If the MIT community seems quiet to you, you’re probably missing out on some busy chats! Instant Messaging (IM) can be a great way to learn about what’s going on around campus and get acquainted with other community members. There are several IM platforms used by different groups at MIT. They may not all fit into your daily routine, but there’s probably one or two chatrooms you’ll want to join.
Jabber is the main instant messaging system for all of MIT; users can log in with their Kerberos username and password. It offers group and individual messaging. To use it, you’ll need a desktop client: Adium is recommended for Macs and Pidgin for Windows. Users also have the option to connect iMessage to the Jabber server.
Zephyr is a messaging system for talking with others when logged on to Athena. The messaging program zwgc (Zephyr windowgram client) runs in the background and informs you of new messages via a notification in the corner of the screen.
You can use Zephyr through a client as well. Popular choices are BarnOwl and Roost.
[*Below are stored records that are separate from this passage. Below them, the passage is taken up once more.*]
// 该文件是 Beifeng （北风） 项目的一部分。
// src/model.rs - 模型后处理
//
// 本程序遵循 GNU Affero 通用公共许可证（AGPL）许可协议。
// 本程序的发布旨在提供实用价值，但不作任何形式的担保，
// 包括但不限于对适销性或特定用途适用性的默示担保。
// 更多详情请参阅 GNU 通用公共许可证。
//
// Copyright (C) 2026 Johann Li <me@qinka.pro>, ETVP

use std::ops::{Add, Div, Mul};

use thiserror::Error;

use crate::tensor::{TensorError, TensorView};

pub mod anchor;
pub mod coco;
pub mod decode;
pub mod letterbox;
pub mod nms;
mod yolov5;

pub use self::anchor::{Anchor, AnchorGroup, AnchorTable};
pub use self::decode::{CandidateBox, GridDecoder, ObjectnessGate};
pub use self::letterbox::{LetterboxError, LetterboxParams};
pub use self::nms::NmsStrategy;
pub use self::yolov5::{Yolov5, Yolov5Builder};

pub trait PostProcess {
  type Output;
  type Error;

  fn postprocess(&self, outputs: &[TensorView<'_>]) -> Result<Self::Output, Self::Error>;
}

#[derive(Error, Debug, Clone, PartialEq)]
pub enum PostProcessError {
  #[error("张量错误: {0}")]
  Tensor(#[from] TensorError),
  #[error("信箱变换参数错误: {0}")]
  Letterbox(#[from] LetterboxError),
  #[error("没有输出张量")]
  NoOutputs,
  #[error("输出 {index}: 批大小必须为 1, 实际为 {batch}")]
  UnsupportedBatch { index: usize, batch: usize },
  #[error("输出 {index}: 通道数 {channels} 不足, 至少需要 {min}")]
  TooFewChannels {
    index: usize,
    channels: usize,
    min: usize,
  },
  #[error("输出 {index}: 通道数 {channels} 与首个输出的 {expected} 不一致")]
  ChannelMismatch {
    index: usize,
    channels: usize,
    expected: usize,
  },
  #[error("输出 {index}: 网格 {grid_width}x{grid_height} 与输入 {input_width}x{input_height} 无法对应到同一步长")]
  StrideMismatch {
    index: usize,
    grid_width: usize,
    grid_height: usize,
    input_width: u32,
    input_height: u32,
  },
  #[error("输出 {index}: 找不到步长为 {stride} 的锚框组")]
  NoAnchorGroup { index: usize, stride: u32 },
  #[error("输出 {index}: 锚框数量 {actual} 与步长 {stride} 的锚框组 ({expected}) 不一致")]
  AnchorCountMismatch {
    index: usize,
    stride: u32,
    expected: usize,
    actual: usize,
  },
  #[error("输出 {index}: 步长 {stride} 已被输出 {previous} 使用")]
  DuplicateScale {
    index: usize,
    stride: u32,
    previous: usize,
  },
  #[error("输出 {index}: {classes} 个类别乘以 max_wh {max_wh} 超出坐标范围")]
  ClassOffsetOverflow {
    index: usize,
    classes: usize,
    max_wh: i32,
  },
  #[error("配置错误: {0}")]
  Config(String),
  #[error("URI 方案不匹配: {0}")]
  SchemeMismatch(String),
}

/// 轴对齐矩形，原点在左上角
#[derive(Debug, Clone, Copy, PartialEq, Eq, Default)]
pub struct Rect<T> {
  pub x: T,
  pub y: T,
  pub width: T,
  pub height: T,
}

impl<T> Rect<T>
where
  T: Copy + PartialEq + From<u8> + Add<Output = T> + Mul<Output = T> + Div<Output = T>,
{
  pub fn new(x: T, y: T, width: T, height: T) -> Self {
    Self {
      x,
      y,
      width,
      height,
    }
  }

  pub fn left(&self) -> T {
    self.x
  }

  pub fn top(&self) -> T {
    self.y
  }

  pub fn right(&self) -> T {
    self.x + self.width
  }

  pub fn bottom(&self) -> T {
    self.y + self.height
  }

  pub fn center(&self) -> (T, T) {
    let two = T::from(2);
    (self.x + self.width / two, self.y + self.height / two)
  }

  pub fn area(&self) -> T {
    self.width * self.height
  }

  pub fn is_empty(&self) -> bool {
    self.width == T::from(0) || self.height == T::from(0)
  }
}

/// 原始帧坐标系下的检测结果
#[derive(Debug, Clone, Copy, PartialEq)]
pub struct Detection {
  pub bbox: Rect<i32>,
  pub score: f32,
  pub class_id: u32,
}

impl Detection {
  pub fn label(&self) -> &'static str {
    coco::label_name(self.class_id)
  }
}

#[derive(Debug, Clone, Default)]
pub struct DetectResult {
  pub items: Box<[Detection]>,
}

impl DetectResult {
  pub fn is_empty(&self) -> bool {
    self.items.is_empty()
  }

  pub fn len(&self) -> usize {
    self.items.len()
  }
}
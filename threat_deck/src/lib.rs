//! # Threat Deck
//!
//! The rules crate for a STRIDE threat-triage card game. Players pick a deck
//! of threat scenarios, then accept, dismiss or defer each card until the
//! queue runs dry; accepted cards form a backlog that is scored and reported.
//!
//! This crate is synchronous and owns all game state. Narrative text (AI
//! summaries, threat intel) lives in `narrative_core` and flows back in
//! through session tickets.
//!
//! ## Modules
//!
//! - **cards**: cards, decks, STRIDE categories, backlog items
//! - **catalog**: the read-only deck collection and mixed-deck sampling
//! - **session**: the LOBBY / PLAYING / SUMMARY state machine
//! - **risk**: score, severity banding and category distribution
//! - **config**: TOML configuration

pub mod cards;
pub mod catalog;
pub mod config;
pub mod error;
pub mod risk;
pub mod session;

pub use cards::*;
pub use catalog::*;
pub use config::*;
pub use error::{DeckError, Result};
pub use risk::*;
pub use session::*;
MIT’s Student Information Processing Board (SIPB) explains these clients and other Zephyr basics on its Using Zephyr page.
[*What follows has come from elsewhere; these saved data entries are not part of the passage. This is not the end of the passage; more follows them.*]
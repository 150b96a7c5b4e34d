//! Case-insensitive table of security details.

use serde::Deserialize;
use std::collections::{BTreeMap, HashMap};
use std::path::Path;

use threat_deck::Card;

use super::SecurityDetail;
use crate::error::{NarrativeError, Result};

#[derive(Debug, Deserialize)]
struct DetailsFile {
    #[serde(default)]
    security_details: HashMap<String, SecurityDetail>,
}

/// Read-only enrichment table, keyed by upper-cased card or category code.
///
/// Loaded once at startup and shared behind an `Arc` across narrative
/// requests.
#[derive(Debug, Clone, Default)]
pub struct EnrichmentLookup {
    details: HashMap<String, SecurityDetail>,
}

impl EnrichmentLookup {
    /// Create an empty lookup. Every query returns `None`.
    pub fn new() -> Self {
        Self::default()
    }

    /// Build from already-parsed records; keys are normalized.
    pub fn from_details(details: impl IntoIterator<Item = (String, SecurityDetail)>) -> Self {
        let mut normalized = HashMap::new();
        for (key, detail) in details {
            let key = key.trim().to_uppercase();
            if normalized.insert(key.clone(), detail).is_some() {
                tracing::warn!(key = %key, "duplicate security detail key, keeping the last one");
            }
        }
        Self {
            details: normalized,
        }
    }

    /// Parse the `{"security_details": {...}}` document.
    pub fn from_json_str(contents: &str) -> Result<Self> {
        let file: DetailsFile =
            serde_json::from_str(contents).map_err(NarrativeError::EnrichmentParse)?;
        let lookup = Self::from_details(file.security_details);
        tracing::debug!(entries = lookup.len(), "loaded security details");
        Ok(lookup)
    }

    pub fn load_from_path(path: &Path) -> Result<Self> {
        let contents = std::fs::read_to_string(path).map_err(|source| NarrativeError::Io {
            path: path.to_path_buf(),
            source,
        })?;
        Self::from_json_str(&contents)
    }

    /// Look up a record by code, ignoring case. Absence is not an error.
    pub fn lookup(&self, code: &str) -> Option<&SecurityDetail> {
        let key = code.trim();
        if key.is_empty() {
            return None;
        }
        self.details.get(&key.to_uppercase())
    }

    /// Best record for a card: its own code first, then its risk domain,
    /// then its STRIDE category name.
    pub fn lookup_card(&self, card: &Card) -> Option<&SecurityDetail> {
        self.lookup(card.code().as_str())
            .or_else(|| card.risk_domain().and_then(|d| self.lookup(d)))
            .or_else(|| self.lookup(card.category().name()))
    }

    /// All records in key order.
    pub fn all(&self) -> BTreeMap<&str, &SecurityDetail> {
        self.details
            .iter()
            .map(|(k, v)| (k.as_str(), v))
            .collect()
    }

    /// Fill every incomplete record with placeholder text.
    ///
    /// Returns the number of records that changed.
    pub fn complete_all(&mut self) -> usize {
        self.details
            .iter_mut()
            .map(|(key, detail)| detail.complete(key))
            .filter(|changed| *changed)
            .count()
    }

    pub fn len(&self) -> usize {
        self.details.len()
    }

    pub fn is_empty(&self) -> bool {
        self.details.is_empty()
    }
}

#[cfg(test)]
mod tests {
    use super::*;
    use std::io::Write;
    use threat_deck::{RiskLevel, StrideCategory};

    const SAMPLE: &str = r#"{
        "security_details": {
            "auth-01": {
                "name": "Credential Stuffing",
                "technical_description": "Automated login attempts with leaked credentials.",
                "how_to_prevent": ["Rate limit logins", "Enforce MFA"]
            },
            "SSRF": {
                "name": "Server-Side Request Forgery",
                "qual_o_risco": ["Access to internal metadata endpoints."]
            },
            "Tampering": {
                "name": "Tampering"
            }
        }
    }"#;

    #[test]
    fn test_lookup_is_case_insensitive() {
        let lookup = EnrichmentLookup::from_json_str(SAMPLE).unwrap();

        assert_eq!(lookup.len(), 3);
        let detail = lookup.lookup("Auth-01").unwrap();
        assert_eq!(detail.name.as_deref(), Some("Credential Stuffing"));
        assert_eq!(lookup.lookup("ssrf").unwrap().risk.len(), 1);
    }

    #[test]
    fn test_missing_key_is_none() {
        let lookup = EnrichmentLookup::from_json_str(SAMPLE).unwrap();
        assert!(lookup.lookup("NOPE-99").is_none());
        assert!(lookup.lookup("").is_none());
        assert!(EnrichmentLookup::new().lookup("AUTH-01").is_none());
    }

    #[test]
    fn test_malformed_document_fails_at_load() {
        let err = EnrichmentLookup::from_json_str(r#"{"security_details": {"X": 42}}"#)
            .unwrap_err();
        assert!(matches!(err, NarrativeError::EnrichmentParse(_)));

        let err = EnrichmentLookup::from_json_str("not json").unwrap_err();
        assert!(matches!(err, NarrativeError::EnrichmentParse(_)));
    }

    #[test]
    fn test_missing_section_is_empty() {
        let lookup = EnrichmentLookup::from_json_str("{}").unwrap();
        assert!(lookup.is_empty());
    }

    #[test]
    fn test_lookup_card_falls_back_to_category() {
        let lookup = EnrichmentLookup::from_json_str(SAMPLE).unwrap();

        let own = Card::new(
            "AUTH-01",
            "Brute Force",
            StrideCategory::Spoofing,
            RiskLevel::High,
            RiskLevel::High,
            "Endless keys at the gate.",
        );
        assert_eq!(
            lookup.lookup_card(&own).unwrap().name.as_deref(),
            Some("Credential Stuffing")
        );

        let by_category = Card::new(
            "API-02",
            "Altered Caravan",
            StrideCategory::Tampering,
            RiskLevel::Medium,
            RiskLevel::Low,
            "Cargo swapped on the road.",
        );
        assert_eq!(
            lookup.lookup_card(&by_category).unwrap().name.as_deref(),
            Some("Tampering")
        );
    }

    #[test]
    fn test_complete_all() {
        let mut lookup = EnrichmentLookup::from_json_str(SAMPLE).unwrap();
        assert_eq!(lookup.complete_all(), 3);
        assert!(lookup.all().values().all(|d| d.is_complete()));
        assert_eq!(lookup.complete_all(), 0);
    }

    #[test]
    fn test_load_from_path() {
        let mut file = tempfile::NamedTempFile::new().unwrap();
        file.write_all(SAMPLE.as_bytes()).unwrap();

        let lookup = EnrichmentLookup::load_from_path(file.path()).unwrap();
        assert!(lookup.lookup("AUTH-01").is_some());

        let err = EnrichmentLookup::load_from_path(Path::new("/nonexistent/details.json"))
            .unwrap_err();
        assert!(matches!(err, NarrativeError::Io { .. }));
    }
}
Yammer is a chat service for all MIT employees. After login, you’re put in the “All Company” group, which every employee has access to. This channel is reserved for major announcements. Joining other groups of interest will enrich your Yammer experience.
There are dozens of groups to explore. Topics vary from professional to general interests. Some groups can be joined with the click of a button. Others accept or reject new member requests or are invite-only.
Yammer is great for workplace collaboration and socializing. To get started, check out the Yammer step-by-step guide (for logged-in users only) and 37 Ways To Use Yammer. The Information Systems and Technology (IS&T) Knowledge Base also has some Yammer resources.
Note: An earlier version of this post incorrectly identified the authentication method for Jabber.